EXERCISE:
Which lines of the entries below contain the string "Result"? Copy each one.

SUPPLIED DATA:
[Start of section]
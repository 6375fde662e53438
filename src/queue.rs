//! Queues used between a producer and a drain loop.

use std::{collections::VecDeque, sync::Arc};

use parking_lot::Mutex;

use crate::{
  error::Error,
  subscription::{FusedQueue, QueueSubscription},
};

/// A FIFO with an optional capacity.
///
/// One producer offers, one drainer polls. The lock is held only for the
/// push or pop itself.
pub struct SimpleQueue<T> {
  items: Mutex<VecDeque<T>>,
  capacity: Option<usize>,
}

impl<T> SimpleQueue<T> {
  pub fn unbounded() -> Self { SimpleQueue { items: Mutex::new(VecDeque::new()), capacity: None } }

  pub fn bounded(capacity: usize) -> Self {
    SimpleQueue { items: Mutex::new(VecDeque::with_capacity(capacity.min(1024))), capacity: Some(capacity) }
  }

  /// Appends `value`, handing it back when the queue is full.
  pub fn offer(&self, value: T) -> Result<(), T> {
    let mut items = self.items.lock();
    if self.capacity.is_some_and(|cap| items.len() >= cap) {
      return Err(value);
    }
    items.push_back(value);
    Ok(())
  }

  pub fn pop(&self) -> Option<T> { self.items.lock().pop_front() }

  pub fn len(&self) -> usize { self.items.lock().len() }

  pub fn is_empty(&self) -> bool { self.items.lock().is_empty() }

  pub fn clear(&self) {
    let drained = std::mem::take(&mut *self.items.lock());
    drop(drained);
  }
}

impl<T: Send> FusedQueue<T> for SimpleQueue<T> {
  fn poll(&self) -> Result<Option<T>, Error> { Ok(self.pop()) }

  fn is_empty(&self) -> bool { SimpleQueue::is_empty(self) }

  fn clear(&self) { SimpleQueue::clear(self) }

  fn size(&self) -> usize { self.len() }
}

/// Where a consumer reads its buffered values from: its own queue, or the
/// upstream itself when fusion was established.
pub(crate) enum InnerQueue<T> {
  Own(SimpleQueue<T>),
  Fused(Arc<dyn QueueSubscription<T>>),
}

impl<T: Send> InnerQueue<T> {
  pub fn poll(&self) -> Result<Option<T>, Error> {
    match self {
      InnerQueue::Own(q) => Ok(q.pop()),
      InnerQueue::Fused(q) => q.poll(),
    }
  }

  pub fn is_empty(&self) -> bool {
    match self {
      InnerQueue::Own(q) => q.is_empty(),
      InnerQueue::Fused(q) => q.is_empty(),
    }
  }

  pub fn clear(&self) {
    match self {
      InnerQueue::Own(q) => q.clear(),
      InnerQueue::Fused(q) => q.clear(),
    }
  }

  /// Only an own queue accepts values; a fused one is fed by its upstream.
  pub fn offer(&self, value: T) -> Result<(), T> {
    match self {
      InnerQueue::Own(q) => q.offer(value),
      InnerQueue::Fused(_) => Err(value),
    }
  }
}

#[cfg(test)]
mod tests {
  use super::*;

  #[test]
  fn bounded_queue_rejects_overflow() {
    let q = SimpleQueue::bounded(2);
    assert!(q.offer(1).is_ok());
    assert!(q.offer(2).is_ok());
    assert_eq!(q.offer(3), Err(3));
    assert_eq!(q.pop(), Some(1));
    assert!(q.offer(3).is_ok());
    assert_eq!(q.len(), 2);
  }

  #[test]
  fn clear_releases_values() {
    let value = Arc::new(());
    let q = SimpleQueue::unbounded();
    let _ = q.offer(value.clone());
    assert_eq!(Arc::strong_count(&value), 2);
    q.clear();
    assert_eq!(Arc::strong_count(&value), 1);
    assert!(q.is_empty());
  }
}
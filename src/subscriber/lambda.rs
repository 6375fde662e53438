use std::sync::Arc;

use crate::{
  disposable::Disposable,
  error::Error,
  hooks,
  subscriber::Subscriber,
  subscription::{Subscription, SubscriptionSlot, Upstream, UNBOUNDED},
};

/// Subscriber built from closures, returned by
/// [`Flowable::subscribe_all`](crate::flowable::Flowable::subscribe_all).
///
/// It requests everything and exposes a [`LambdaHandle`] that cancels the
/// upstream. Errors with nowhere to go end up in the error hook.
pub struct LambdaSubscriber<N, E, C> {
  on_next: N,
  on_error: E,
  on_complete: C,
  handle: Arc<LambdaHandle>,
}

/// Disposable side of a [`LambdaSubscriber`]; reports disposed once the
/// stream terminated.
#[derive(Default)]
pub struct LambdaHandle {
  upstream: SubscriptionSlot,
}

impl LambdaHandle {
  pub(crate) fn slot(&self) -> &SubscriptionSlot { &self.upstream }
}

impl Disposable for LambdaHandle {
  fn dispose(&self) { self.upstream.cancel(); }

  fn is_disposed(&self) -> bool { self.upstream.is_cancelled() }
}

impl<N, E, C> LambdaSubscriber<N, E, C> {
  pub fn new(on_next: N, on_error: E, on_complete: C) -> Self {
    LambdaSubscriber { on_next, on_error, on_complete, handle: Arc::default() }
  }

  pub fn handle(&self) -> Arc<LambdaHandle> { self.handle.clone() }
}

impl<T, N, E, C> Subscriber<T> for LambdaSubscriber<N, E, C>
where
  T: Send + 'static,
  N: FnMut(T) + Send + 'static,
  E: FnOnce(Error) + Send + 'static,
  C: FnOnce() + Send + 'static,
{
  fn on_subscribe(&mut self, upstream: Upstream<T>) {
    if self.handle.upstream.set_once(upstream.clone().into_shared()) {
      upstream.request(UNBOUNDED);
    }
  }

  fn on_next(&mut self, value: T) {
    if !self.handle.upstream.is_cancelled() {
      (self.on_next)(value);
    }
  }

  fn on_error(self, err: Error) {
    if self.handle.upstream.is_cancelled() {
      hooks::on_undeliverable(err);
      return;
    }
    self.handle.upstream.release();
    (self.on_error)(err);
  }

  fn on_complete(self) {
    if !self.handle.upstream.is_cancelled() {
      self.handle.upstream.release();
      (self.on_complete)();
    }
  }
}

/// Error callback used by `subscribe`: errors nobody handles are routed to
/// the hook.
pub(crate) fn unhandled(err: Error) { hooks::on_undeliverable(err) }

#[cfg(test)]
mod tests {
  use super::*;
  use crate::{flowable, prelude::*, testing::capture_undeliverable};
  use parking_lot::Mutex;

  #[test]
  fn dispose_stops_delivery() {
    let seen = Arc::new(Mutex::new(Vec::new()));
    let (handle, emitter) = {
      let seen = seen.clone();
      let (tx, rx) = std::sync::mpsc::channel();
      let handle = flowable::create(
        move |emitter| tx.send(emitter).unwrap(),
        BackpressureStrategy::Buffer,
      )
      .subscribe(move |v: i32| seen.lock().push(v));
      (handle, rx.recv().unwrap())
    };
    let mut emitter = emitter;
    emitter.next(1);
    handle.dispose();
    handle.dispose();
    emitter.next(2);
    assert!(handle.is_disposed());
    assert!(emitter.is_cancelled());
    assert_eq!(*seen.lock(), vec![1]);
  }

  #[test]
  fn unhandled_error_reaches_the_hook() {
    let (_, routed) = capture_undeliverable(|| {
      flowable::error::<i32>(Error::msg("boom")).subscribe(|_| {});
    });
    assert_eq!(routed, vec![Error::msg("boom")]);
  }

  #[test]
  fn handle_reports_disposed_after_completion() {
    let done = Arc::new(Mutex::new(false));
    let d = done.clone();
    let handle = flowable::range(1, 3).subscribe_all(|_| {}, |_| {}, move || *d.lock() = true);
    assert!(*done.lock());
    assert!(handle.is_disposed());
  }
}
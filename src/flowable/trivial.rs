use std::marker::PhantomData;

use crate::{
  error::Error,
  flowable::Flowable,
  subscriber::Subscriber,
  subscription::Upstream,
};

/// Never signals anything after `on_subscribe`.
pub struct Never<T>(PhantomData<fn() -> T>);

impl<T> Clone for Never<T> {
  fn clone(&self) -> Self { Never(PhantomData) }
}

pub fn never<T: Send + 'static>() -> Never<T> { Never(PhantomData) }

impl<T: Send + 'static> Flowable for Never<T> {
  type Item = T;

  fn subscribe_actual<S: Subscriber<T>>(self, mut subscriber: S) {
    subscriber.on_subscribe(Upstream::empty());
  }
}

/// Fails right after `on_subscribe`.
pub struct ErrorSource<T> {
  err: Error,
  _item: PhantomData<fn() -> T>,
}

impl<T> Clone for ErrorSource<T> {
  fn clone(&self) -> Self { ErrorSource { err: self.err.clone(), _item: PhantomData } }
}

pub fn error<T: Send + 'static>(err: Error) -> ErrorSource<T> { ErrorSource { err, _item: PhantomData } }

impl<T: Send + 'static> Flowable for ErrorSource<T> {
  type Item = T;

  fn subscribe_actual<S: Subscriber<T>>(self, mut subscriber: S) {
    subscriber.on_subscribe(Upstream::empty());
    subscriber.on_error(self.err);
  }
}

#[cfg(test)]
mod tests {
  use crate::prelude::*;

  #[test]
  fn never_stays_silent() { flowable::never::<i32>().test().assert_empty(); }

  #[test]
  fn error_fails_immediately() {
    flowable::error::<i32>(Error::msg("boom")).test().assert_failure(&Error::msg("boom"), &[]);
  }
}
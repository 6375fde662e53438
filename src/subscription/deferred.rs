use std::sync::Arc;

use parking_lot::Mutex;

use super::{validate_request, Subscription, UNBOUNDED};
use crate::{error::ProtocolViolation, hooks};

/// Accumulates requests and cancellation until the real upstream arrives.
///
/// Operators that must call `on_subscribe` downstream before they have an
/// upstream of their own (`subscribe_on`, `delay_subscription`, `amb`) hand
/// this out and fill it in later with [`set`](Self::set).
#[derive(Default)]
pub struct DeferredSubscription {
  inner: Mutex<Deferred>,
}

#[derive(Default)]
struct Deferred {
  upstream: Option<Arc<dyn Subscription>>,
  pending: u64,
  cancelled: bool,
}

impl DeferredSubscription {
  /// Installs the upstream and forwards any demand accumulated so far.
  /// Returns `false` if the deferred was cancelled first.
  pub fn set(&self, upstream: Arc<dyn Subscription>) -> bool {
    let mut inner = self.inner.lock();
    if inner.cancelled {
      drop(inner);
      upstream.cancel();
      return false;
    }
    if inner.upstream.is_some() {
      drop(inner);
      upstream.cancel();
      hooks::on_undeliverable(ProtocolViolation::SubscriptionAlreadySet.into());
      return false;
    }
    inner.upstream = Some(upstream.clone());
    let pending = std::mem::take(&mut inner.pending);
    drop(inner);
    if pending > 0 {
      upstream.request(pending);
    }
    true
  }

  pub fn is_cancelled(&self) -> bool { self.inner.lock().cancelled }

  /// Drops the upstream reference after it terminated.
  pub fn release(&self) { self.inner.lock().upstream = None; }
}

impl Subscription for DeferredSubscription {
  fn request(&self, n: u64) {
    if !validate_request(n) {
      return;
    }
    let mut inner = self.inner.lock();
    let upstream = inner.upstream.clone();
    match upstream {
      Some(upstream) => {
        drop(inner);
        upstream.request(n);
      }
      None if !inner.cancelled => {
        inner.pending = if n == UNBOUNDED { UNBOUNDED } else { inner.pending.saturating_add(n) };
      }
      None => {}
    }
  }

  fn cancel(&self) {
    let upstream = {
      let mut inner = self.inner.lock();
      if inner.cancelled {
        return;
      }
      inner.cancelled = true;
      inner.upstream.take()
    };
    if let Some(upstream) = upstream {
      upstream.cancel();
    }
  }
}

#[cfg(test)]
mod tests {
  use super::*;
  use std::sync::atomic::{AtomicU64, AtomicUsize, Ordering};

  #[derive(Default)]
  struct Probe {
    requested: AtomicU64,
    cancelled: AtomicUsize,
  }

  impl Subscription for Probe {
    fn request(&self, n: u64) { self.requested.fetch_add(n, Ordering::SeqCst); }
    fn cancel(&self) { self.cancelled.fetch_add(1, Ordering::SeqCst); }
  }

  #[test]
  fn forwards_accumulated_demand() {
    let deferred = DeferredSubscription::default();
    deferred.request(2);
    deferred.request(3);
    let probe = Arc::new(Probe::default());
    assert!(deferred.set(probe.clone()));
    assert_eq!(probe.requested.load(Ordering::SeqCst), 5);
    deferred.request(1);
    assert_eq!(probe.requested.load(Ordering::SeqCst), 6);
  }

  #[test]
  fn cancel_before_set_cancels_upstream_once() {
    let deferred = DeferredSubscription::default();
    deferred.cancel();
    deferred.cancel();
    let probe = Arc::new(Probe::default());
    assert!(!deferred.set(probe.clone()));
    assert_eq!(probe.cancelled.load(Ordering::SeqCst), 1);
    assert_eq!(probe.requested.load(Ordering::SeqCst), 0);
  }
}
use super::aggregate::{AggregateSubscriber, Aggregator};
use crate::{
  error::Error,
  flowable::Flowable,
  maybe::{Maybe, MaybeObserver},
};

/// `true` at the first value equal to `value`, `false` once the stream is
/// exhausted without one.
pub struct Contains<S: Flowable> {
  source: S,
  value: S::Item,
}

impl<S: Flowable> Contains<S> {
  pub fn new(source: S, value: S::Item) -> Self { Contains { source, value } }
}

impl<S: Flowable + Clone> Clone for Contains<S>
where
  S::Item: Clone,
{
  fn clone(&self) -> Self { Contains { source: self.source.clone(), value: self.value.clone() } }
}

impl<S: Flowable> Maybe for Contains<S>
where
  S::Item: PartialEq,
{
  type Item = bool;

  fn subscribe_actual<O: MaybeObserver<bool>>(self, observer: O) {
    self.source.subscribe_actual(AggregateSubscriber::new(Search(self.value), observer))
  }
}

struct Search<T>(T);

impl<T: PartialEq + Send + 'static> Aggregator<T> for Search<T> {
  type Output = bool;

  fn next(&mut self, value: T) -> Result<Option<bool>, Error> {
    Ok((value == self.0).then_some(true))
  }

  fn finish(self) -> Option<bool> { Some(false) }
}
[End of section]
ANSWER BOX:
  pub fn offer(&self, value: T) -> Result<(), T> {
  fn poll(&self) -> Result<Option<T>, Error> { Ok(self.pop()) }
  pub fn poll(&self) -> Result<Option<T>, Error> {
  pub fn offer(&self, value: T) -> Result<(), T> {
  fn next(&mut self, value: T) -> Result<Option<bool>, Error> {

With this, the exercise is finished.